Later that afternoon, Lepine killed Herbert and Nellie Thomas near Edgewood and escaped in their car. Their bodies were found the next day. 48 km (30 miles) north of Edgewood, he shot dead Thomas Pozney, who was on a fishing trip at Lower Arrow Lake. His body was found by police during the night. Lepine was eventually arrested the next morning at Galena Bay and taken to the RCMP office in Nakusp before being transferred to Nelson.

==Perpetrator==
27-year-old William Bernard Lepine (b. 1945) (also called William McConnell), an American, worked for some time in orchards in Summerland, British Columbia, before taking a gardening and maintenance job for the municipality of Creston in 1971. Later he was employed as a gardener and children's supervisor at the Dr. Endicott Home for the mentally unstable in that town, but was fired for taking one of their vehicles without permission. Afterwards he spent some time in the East Kootenay Mental Health Unit in Cranbrook, but returned several times to harass the staff at Creston.

In May 1972 he was admitted to the Riverview Mental Hospital in Coquitlam, from which he eventually escaped. He was captured and sent back to the hospital on July 6, but escaped again on July 30. According to the director of the institution, Lepine had no record of violent behaviour and was at the hospital for the first time.

==Aftermath==
Lepine appeared at the provincial court in Nelson on August 30, where he was charged with six counts of murder. He entered no plea and was remanded for 30 days. On September 1 he was sent to Riverview Mental Hospital for psychiatric examination, and on September 28 was ordered to be confined there for an indefinite period of time, until he was fit to stand trial.

After being declared fit to stand trial, Lepine appeared again in court in October 1974, where his lawyer presented a statement in which his defendant admitted to having committed the murders. Lepine's psychiatrists found him to suffer from schizophrenia, and according to their court statements, he believed that he was chosen to save the world from a nuclear holocaust. They also testified that he was not aware of the nature or intent of his acts at the time of the murders. On October 7, 1974, he was found not guilty by reason of insanity, whereupon he was sent back to Riverview Mental Hospital.
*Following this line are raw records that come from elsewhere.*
//! Collision detection against the occupancy grid.
//!
//! This is the dominant per-expansion cost in the search: a primitive
//! check walks its precomputed swept-cell offset list translated by the
//! start cell and fails fast on the first blocked cell. Cost is
//! O(swept-cell count), independent of map size.

use marga_grid::{GridCoord, OccupancyGrid};

use crate::primitive::MotionPrimitive;

/// Validates primitives and stationary footprints against a map snapshot.
///
/// Borrows the grid for the duration of one planning request; the
/// closed-world policy (out-of-bounds and unknown cells are blocked) lives
/// in [`OccupancyGrid::is_blocked`].
pub struct CollisionChecker<'a> {
    grid: &'a OccupancyGrid,
}

impl<'a> CollisionChecker<'a> {
    /// Create a checker for one map snapshot.
    pub fn new(grid: &'a OccupancyGrid) -> Self {
        Self { grid }
    }

    /// The map snapshot this checker reads.
    #[inline]
    pub fn grid(&self) -> &OccupancyGrid {
        self.grid
    }

    /// Can `primitive` be executed from `start` without touching a
    /// blocked cell?
    #[inline]
    pub fn is_primitive_free(&self, start: GridCoord, primitive: &MotionPrimitive) -> bool {
        self.are_cells_free(start, &primitive.swept_cells)
    }

    /// Check a translated offset list, failing fast on the first hit.
    #[inline]
    pub fn are_cells_free(&self, start: GridCoord, offsets: &[(i32, i32)]) -> bool {
        offsets
            .iter()
            .all(|&(dx, dy)| !self.grid.is_blocked(start.offset(dx, dy)))
    }
}

#[cfg(test)]
mod tests {
    use super::*;
    use marga_grid::{CellState, Pose2D};

    fn straight_prim() -> MotionPrimitive {
        MotionPrimitive {
            id: 0,
            start_heading: 0,
            end_heading: 0,
            cell_delta: (2, 0),
            delta: Pose2D::new(2.0, 0.0, 0.0),
            cost: 2.0,
            swept_cells: vec![(0, 0), (1, 0), (2, 0)],
        }
    }

    #[test]
    fn test_free_path() {
        let grid = OccupancyGrid::centered_free(10, 10, 1.0);
        let checker = CollisionChecker::new(&grid);
        assert!(checker.is_primitive_free(GridCoord::new(3, 5), &straight_prim()));
    }

    #[test]
    fn test_blocked_by_obstacle() {
        let mut grid = OccupancyGrid::centered_free(10, 10, 1.0);
        grid.set_state(GridCoord::new(5, 5), CellState::Occupied);
        let checker = CollisionChecker::new(&grid);

        // Sweep passes through (5, 5)
        assert!(!checker.is_primitive_free(GridCoord::new(3, 5), &straight_prim()));
        // One row down is clear
        assert!(checker.is_primitive_free(GridCoord::new(3, 4), &straight_prim()));
    }

    #[test]
    fn test_blocked_by_unknown() {
        let mut grid = OccupancyGrid::centered_free(10, 10, 1.0);
        grid.set_state(GridCoord::new(4, 5), CellState::Unknown);
        let checker = CollisionChecker::new(&grid);
        assert!(!checker.is_primitive_free(GridCoord::new(3, 5), &straight_prim()));
    }

    #[test]
    fn test_blocked_by_bounds() {
        let grid = OccupancyGrid::centered_free(10, 10, 1.0);
        let checker = CollisionChecker::new(&grid);
        // Sweep would leave the map on the right edge
        assert!(!checker.is_primitive_free(GridCoord::new(8, 5), &straight_prim()));
    }
}
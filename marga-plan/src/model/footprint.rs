//! Vehicle footprint geometry and swept-cell rasterization.
//!
//! Footprints are axis-aligned rectangles in the vehicle frame (one per
//! rigid body). Rasterization samples the oriented rectangle interiors at
//! cell centers; swept sets for a maneuver are the union over poses sampled
//! along the motion.

use std::collections::HashSet;

use marga_grid::{Pose2D, WorldPoint};
use serde::{Deserialize, Serialize};

use crate::discretize::Discretizer;

/// Margin added to the rectangle half-extents during the cell-center
/// containment test. Keeps a cell whose center lies exactly on the
/// footprint edge inside the swept set.
const EDGE_EPS: f32 = 1e-4;

/// One rigid body of a vehicle footprint: a rectangle in the vehicle frame.
///
/// `offset` places the rectangle center forward of the vehicle reference
/// point (negative for a trailing body).
#[derive(Clone, Copy, Debug, PartialEq, Serialize, Deserialize)]
pub struct BodyRect {
    /// Rectangle length along the vehicle X axis (meters)
    pub length: f32,
    /// Rectangle width along the vehicle Y axis (meters)
    pub width: f32,
    /// Rectangle center offset forward of the reference point (meters)
    pub offset: f32,
}

impl BodyRect {
    /// Create a body rectangle.
    pub fn new(length: f32, width: f32, offset: f32) -> Self {
        Self {
            length,
            width,
            offset,
        }
    }

    /// Corner points of this rectangle at a world pose.
    pub fn corners_at(&self, pose: Pose2D) -> [WorldPoint; 4] {
        let hl = self.length / 2.0;
        let hw = self.width / 2.0;
        [
            pose.transform_point(WorldPoint::new(self.offset - hl, -hw)),
            pose.transform_point(WorldPoint::new(self.offset + hl, -hw)),
            pose.transform_point(WorldPoint::new(self.offset + hl, hw)),
            pose.transform_point(WorldPoint::new(self.offset - hl, hw)),
        ]
    }

    /// Does a point (in the vehicle frame) lie inside this rectangle?
    #[inline]
    fn contains_local(&self, local: WorldPoint) -> bool {
        (local.x - self.offset).abs() <= self.length / 2.0 + EDGE_EPS
            && local.y.abs() <= self.width / 2.0 + EDGE_EPS
    }

    /// Circumscribed radius around the reference point.
    fn reach(&self) -> f32 {
        let hl = self.length / 2.0;
        let hw = self.width / 2.0;
        let far_x = self.offset.abs() + hl;
        (far_x * far_x + hw * hw).sqrt()
    }
}

/// Collect the lattice cells covered by `bodies` over a sequence of poses.
///
/// Poses are relative to the start cell center: a cell offset `(ox, oy)`
/// has its center at `(ox * resolution, oy * resolution)`. The result is
/// sorted for deterministic table content.
pub(crate) fn covered_cells(
    bodies: &[BodyRect],
    disc: &Discretizer,
    poses: &[Pose2D],
) -> Vec<(i32, i32)> {
    let res = disc.resolution();
    let mut cells: HashSet<(i32, i32)> = HashSet::new();

    for pose in poses {
        for body in bodies {
            let reach = body.reach();
            let min_x = ((pose.x - reach) / res).floor() as i32;
            let max_x = ((pose.x + reach) / res).ceil() as i32;
            let min_y = ((pose.y - reach) / res).floor() as i32;
            let max_y = ((pose.y + reach) / res).ceil() as i32;

            for oy in min_y..=max_y {
                for ox in min_x..=max_x {
                    if cells.contains(&(ox, oy)) {
                        continue;
                    }
                    let center = WorldPoint::new(ox as f32 * res, oy as f32 * res);
                    let local = pose.inverse_transform_point(center);
                    if body.contains_local(local) {
                        cells.insert((ox, oy));
                    }
                }
            }
        }
    }

    let mut out: Vec<(i32, i32)> = cells.into_iter().collect();
    out.sort_unstable();
    out
}

/// Cells covered by a stationary vehicle at one lattice heading.
///
/// Used to validate start and goal configurations before searching.
pub fn stationary_cells(bodies: &[BodyRect], disc: &Discretizer, heading: u16) -> Vec<(i32, i32)> {
    let pose = Pose2D::new(0.0, 0.0, disc.index_to_heading(heading));
    covered_cells(bodies, disc, &[pose])
}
On February 10, 1978, Lepine was ordered to be transferred to the Regional Psychiatric Centre at Matsqui, with an order to detain him there following on June 26, 1980. On August 15, 1991, he was ordered to be transferred to the Forensic Psychiatric Hospital in Port Coquitlam, but was ordered back to Matsqui on October 1 the same year. Eventually he was returned to the institution in Port Coquitlam, where he was still an inmate as of April 2008.

==Victims==
- Phyllis Clark, 61
- Willard Lee Potter, 16
- Thomas John Pozney, 24
- Herbert Evan Thomas, 57, husband of Nellie Thomas
- Nellie Thomas, 56, wife of Herbert Thomas
- Charles Christopher Wright, 71
Those wounded were Lester Greggs Clark, 58, Allan Wilson, 62, and Mildred Wilson, 55.